States Collecting DNA from Arrestees
With civil libertarians crying foul, seven states have authorized police to take DNA samples from those arrested for – but not convicted of – certain crimes.
Every state takes DNA samples from convicted sex offenders and at least 43 states take samples from other serious felons, according to the National Conference of State Legislatures, which tracks state laws. But five states – California, Louisiana, Minnesota, Texas and Virginia – now take DNA samples from some arrestees as well.
Kansas and New Mexico passed authorizing legislation this spring and will begin arrestee sampling next January.

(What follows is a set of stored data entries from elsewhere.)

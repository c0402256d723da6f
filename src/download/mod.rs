//! Download clients: direct HTTP streaming, the Mega protocol, and
//! delegation to external torrent/usenet clients.
//!
//! # Overview
//!
//! - [`Download`] - The behavior surface every client implements
//!   (`run`, `stop`, `update_status`, `to_summary`)
//! - [`DirectDownload`] - Streaming HTTP download (also carries the
//!   MediaFire/WeTransfer/Pixeldrain variants after link resolution)
//! - [`MegaDownload`] - Mega's encrypted chunk protocol
//! - [`ExternalDownload`] - A transfer owned by qBittorrent or SABnzbd
//! - [`RetryPolicy`] / [`classify_error`] - Transparent retry layer
//!
//! A download is constructed in `Queued` state, driven by the queue's
//! worker through `run()`, and lands in a terminal state either by
//! finishing (state still `Downloading` means success), failing, or being
//! stopped with `Canceled`/`Shutdown`.

mod direct;
mod error;
mod external;
mod filename;
mod mega;
mod retry;

pub use direct::{DirectDownload, FetchSpec};
pub use error::DownloadError;
pub use external::{
    ExternalClientApi, ExternalClientConfig, ExternalClientKind, ExternalClients,
    ExternalDownload, ExternalPoll, ExternalStatus, QBittorrentClient, SabnzbdClient,
};
pub use filename::{
    build_download_path, extension_from_response, filename_body_from_disposition,
    filename_body_from_url,
};
pub use mega::{MegaDownload, MegaSessionCache};
pub use retry::{
    DEFAULT_MAX_RETRIES, FailureType, RetryDecision, RetryPolicy, classify_error,
};

use std::fmt;
use std::path::PathBuf;
use std::sync::Mutex;

use async_trait::async_trait;
use serde_json::json;
use tokio::sync::Notify;

use crate::fingerprint::NumberSpan;
use crate::source::DownloadSource;

/// Bytes per streamed chunk; progress and speed update at this cadence.
pub const DOWNLOAD_CHUNK_SIZE: usize = 4 * 1024 * 1024;

/// Lifecycle state of a download.
#[derive(Debug, Clone, Copy, PartialEq, Eq)]
pub enum DownloadState {
    Queued,
    Downloading,
    /// Torrent finished transferring and is seeding.
    Seeding,
    /// Transfer done; post-processing is moving files into the library.
    Importing,
    /// Download was unsuccessful.
    Failed,
    /// Download was removed from the queue.
    Canceled,
    /// Download was stopped because the service is shutting down.
    Shutdown,
}

impl DownloadState {
    /// Stable string form used in summaries.
    #[must_use]
    pub fn as_str(self) -> &'static str {
        match self {
            Self::Queued => "queued",
            Self::Downloading => "downloading",
            Self::Seeding => "seeding",
            Self::Importing => "importing",
            Self::Failed => "failed",
            Self::Canceled => "canceled",
            Self::Shutdown => "shutting down",
        }
    }

    /// Whether the download was stopped rather than completed.
    #[must_use]
    pub fn is_stopped(self) -> bool {
        matches!(self, Self::Failed | Self::Canceled | Self::Shutdown)
    }
}

impl fmt::Display for DownloadState {
    fn fmt(&self, f: &mut fmt::Formatter<'_>) -> fmt::Result {
        f.write_str(self.as_str())
    }
}

/// Concrete client type of a download, persisted so the queue can rebuild
/// the right client on restart.
#[derive(Debug, Clone, Copy, PartialEq, Eq)]
pub enum DownloadKind {
    Direct,
    MediaFire,
    MediaFireFolder,
    WeTransfer,
    PixelDrain,
    PixelDrainFolder,
    Mega,
    MegaFolder,
    Torrent,
    Usenet,
}

impl DownloadKind {
    /// Stable tag used in summaries and the queue table.
    #[must_use]
    pub fn as_str(self) -> &'static str {
        match self {
            Self::Direct => "direct",
            Self::MediaFire => "mf",
            Self::MediaFireFolder => "mf_folder",
            Self::WeTransfer => "wt",
            Self::PixelDrain => "pd",
            Self::PixelDrainFolder => "pd_folder",
            Self::Mega => "mega",
            Self::MegaFolder => "mega_folder",
            Self::Torrent => "torrent",
            Self::Usenet => "usenet",
        }
    }

    /// Whether the transfer is owned by an external client.
    #[must_use]
    pub fn is_external(self) -> bool {
        matches!(self, Self::Torrent | Self::Usenet)
    }
}

/// Identity and target of a download; immutable once created.
#[derive(Debug, Clone)]
pub struct DownloadMeta {
    pub volume_id: i64,
    pub issue_id: Option<i64>,
    pub covered_issues: Option<NumberSpan<f64>>,
    pub source: DownloadSource,
    pub source_name: String,
    pub web_link: Option<String>,
    pub web_title: Option<String>,
    pub web_sub_title: Option<String>,
    pub download_link: String,
    pub pure_link: String,
    /// Filename body (no extension) the payload files under in the library.
    pub filename_body: String,
    pub title: String,
    pub download_folder: PathBuf,
}

/// Snapshot of a download's transfer status.
#[derive(Debug, Clone, Copy, PartialEq)]
pub struct DownloadStatus {
    pub state: DownloadState,
    /// Percentage 0-100, or plain bytes when the size is unknown.
    pub progress: f64,
    /// Bytes per second over the last chunk.
    pub speed: f64,
    /// Total size in bytes, `-1` when unknown.
    pub size: i64,
}

/// Interior-mutable state shared between the queue and a running transfer.
#[derive(Debug)]
pub(crate) struct SharedState {
    state: Mutex<DownloadState>,
    progress: Mutex<(f64, f64)>,
    size: Mutex<i64>,
    files: Mutex<Vec<PathBuf>>,
    stop: Notify,
}

impl SharedState {
    pub(crate) fn new(size: i64, files: Vec<PathBuf>) -> Self {
        Self {
            state: Mutex::new(DownloadState::Queued),
            progress: Mutex::new((0.0, 0.0)),
            size: Mutex::new(size),
            files: Mutex::new(files),
            stop: Notify::new(),
        }
    }

    pub(crate) fn state(&self) -> DownloadState {
        *self.state.lock().unwrap_or_else(std::sync::PoisonError::into_inner)
    }

    pub(crate) fn set_state(&self, state: DownloadState) {
        *self
            .state
            .lock()
            .unwrap_or_else(std::sync::PoisonError::into_inner) = state;
    }

    pub(crate) fn set_progress(&self, progress: f64, speed: f64) {
        *self
            .progress
            .lock()
            .unwrap_or_else(std::sync::PoisonError::into_inner) = (progress, speed);
    }

    pub(crate) fn set_size(&self, size: i64) {
        *self
            .size
            .lock()
            .unwrap_or_else(std::sync::PoisonError::into_inner) = size;
    }

    pub(crate) fn status(&self) -> DownloadStatus {
        let (progress, speed) = *self
            .progress
            .lock()
            .unwrap_or_else(std::sync::PoisonError::into_inner);
        DownloadStatus {
            state: self.state(),
            progress,
            speed,
            size: *self
                .size
                .lock()
                .unwrap_or_else(std::sync::PoisonError::into_inner),
        }
    }

    pub(crate) fn files(&self) -> Vec<PathBuf> {
        self.files
            .lock()
            .unwrap_or_else(std::sync::PoisonError::into_inner)
            .clone()
    }

    pub(crate) fn set_files(&self, files: Vec<PathBuf>) {
        *self
            .files
            .lock()
            .unwrap_or_else(std::sync::PoisonError::into_inner) = files;
    }

    pub(crate) fn request_stop(&self, state: DownloadState) {
        self.set_state(state);
        self.stop.notify_waiters();
    }

    pub(crate) fn stop_signal(&self) -> &Notify {
        &self.stop
    }
}

/// The behavior surface of every download client.
#[async_trait]
pub trait Download: Send + Sync + fmt::Debug {
    /// The download's identity.
    fn meta(&self) -> &DownloadMeta;

    /// The persisted client type tag.
    fn kind(&self) -> DownloadKind;

    /// A snapshot of the transfer status.
    fn status(&self) -> DownloadStatus;

    /// Current state only.
    fn state(&self) -> DownloadState;

    /// Forces the state; used by the queue for importing/seeding moves.
    fn set_state(&self, state: DownloadState);

    /// The output files of the transfer.
    fn files(&self) -> Vec<PathBuf>;

    /// Replaces the output files (post-processing moves them around).
    fn set_files(&self, files: Vec<PathBuf>);

    /// Drives the transfer to completion or a stopped state. A state other
    /// than a stopped one after return means success.
    async fn run(&self);

    /// Interrupts the transfer, leaving the download in `state`.
    fn stop(&self, state: DownloadState);

    /// Refreshes status from the owning external client, for polled
    /// back-ends. No-op for in-process transfers.
    async fn update_status(&self) {}

    /// The external client's identifier for this transfer, if delegated.
    fn external_id(&self) -> Option<String> {
        None
    }

    /// Restores an external client's transfer ID after a restart.
    fn restore_external_id(&self, _external_id: String) {}

    /// The configured external client's row ID, if delegated.
    fn external_client_id(&self) -> Option<i64> {
        None
    }

    /// Removes the transfer from its external client, if delegated.
    async fn remove_from_client(&self, _delete_files: bool) {}

    /// A serializable summary for events and the CLI.
    fn to_summary(&self) -> serde_json::Value {
        let meta = self.meta();
        let status = self.status();
        json!({
            "volume_id": meta.volume_id,
            "issue_id": meta.issue_id,
            "web_link": meta.web_link,
            "web_title": meta.web_title,
            "web_sub_title": meta.web_sub_title,
            "download_link": meta.download_link,
            "pure_link": meta.pure_link,
            "source": meta.source.as_str(),
            "source_name": meta.source_name,
            "type": self.kind().as_str(),
            "file": self.files().first().map(|f| f.to_string_lossy().to_string()),
            "title": meta.title,
            "download_folder": meta.download_folder.to_string_lossy(),
            "size": status.size,
            "status": status.state.as_str(),
            "progress": status.progress,
            "speed": status.speed,
        })
    }
}

#[cfg(test)]
mod tests {
    use super::*;

    #[test]
    fn test_state_strings() {
        assert_eq!(DownloadState::Queued.as_str(), "queued");
        assert_eq!(DownloadState::Shutdown.as_str(), "shutting down");
        assert!(DownloadState::Failed.is_stopped());
        assert!(!DownloadState::Seeding.is_stopped());
    }

    #[test]
    fn test_kind_externality() {
        assert!(DownloadKind::Torrent.is_external());
        assert!(DownloadKind::Usenet.is_external());
        assert!(!DownloadKind::Mega.is_external());
    }

    #[test]
    fn test_shared_state_round_trip() {
        let shared = SharedState::new(-1, Vec::new());
        assert_eq!(shared.state(), DownloadState::Queued);

        shared.set_state(DownloadState::Downloading);
        shared.set_progress(42.0, 1024.0);
        shared.set_size(100);

        let status = shared.status();
        assert_eq!(status.state, DownloadState::Downloading);
        assert!((status.progress - 42.0).abs() < f64::EPSILON);
        assert_eq!(status.size, 100);

        shared.request_stop(DownloadState::Canceled);
        assert_eq!(shared.state(), DownloadState::Canceled);
    }
}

Officers commonly take the samples by using cotton swabs to collect saliva. The samples are used to try to solve “cold cases” by comparing them to biological evidence found at crime scenes. DNA profiles, or computerized snapshots of the samples, are stored in local, state and federal databases, allowing law enforcers to compare information.
Last January, President Bush signed the DNA Fingerprinting Act, which allows authorities to collect DNA “fingerprints,” or samples, from anyone arrested on any federal charge. Federal sampling has not yet begun, said Ann Todd, a spokeswoman for the FBI laboratory in Quantico, Va., home of the national DNA database.
In every state but Louisiana, arrestee DNA sampling is limited to those arrested for felonies. The Bayou State, however, also allows sampling of those arrested for some misdemeanors, including prostitution and assault.
California, Louisiana, Kansas and New Mexico and the federal government can keep DNA records even if arrestees are cleared of all charges – a practice that has brought objections from civil libertarians.
Led by the American Civil Liberties Union (ACLU), critics say the state and federal laws reverse constitutional guarantees and render suspects guilty until proven innocent.
Supporters say the aim is to develop a network of shared information to fight crime nationwide. DNA sampling of convicted felons has been used to aid thousands of investigations, according to a state-by-state clickable map maintained by the FBI.
DNA evidence has also been used to exonerate those who have been wrongly convicted. Nationwide, more than 180 people have been freed with the help of DNA evidence since 1989, according to the Innocence Project , a legal clinic based in New York.
Of those, 14 originally were sentenced to death.
In Virginia, one of the few states to release records of arrestee “hits,” or DNA matches, law enforcement officials found 288 matches that have helped crime investigations since the program began in January 2003, said Paul Ferrara, director of the state’s Department of Forensic Science. Fifty-nine of those were associated with sexual crimes, he said.
Although federal arrestee DNA sampling has not yet begun, enactment of the DNA Fingerprinting Act allows the five states already taking DNA samples of arrestees to begin uploading profiles into the national database.
In late June, Virginia became the first state to begin uploading profiles, sending data on about 4,000 arrestees. Louisiana followed on July 11, uploading the first 14,000 of an initial 45,000 arrestee profiles.
Civil libertarians oppose placing the burden of destroying DNA records on a defendant who has been acquitted, rather than the government. California, Louisiana, New Mexico and federal arrestees who are acquitted must request that their samples and profiles be removed from labs and databases. Usually, those acquitted must provide written notification, sometimes including a certified court order, to have the records destroyed.
Kansas is the only state that refuses to destroy all DNA records of those who have been acquitted.
Minnesota, Texas and Virginia automatically delete samples and profiles when arrestees are cleared of charges.
Joe Cook, executive director of the Louisiana ACLU, said there is “no reason” for states to keep DNA samples after acquittal. The practice turns arrestees into “a suspect every time a crime is committed,” he said.
Civil libertarians want DNA samples to be treated differently from fingerprints. Cook said DNA contains sensitive personal information, including medical and racial indicators that can be used to illegally profile suspects.
“The potential for abuse is great,” Cook said.
Kansas state Rep. Pat Colloton (R), who authored the bill that initiated her state’s DNA sampling program, said she expects crime rates to decrease as a result of the legislation. But she also anticipates legal challenges to arrestee sampling across the country.
“I do believe this issue will go to the United States Supreme Court,” Colloton said.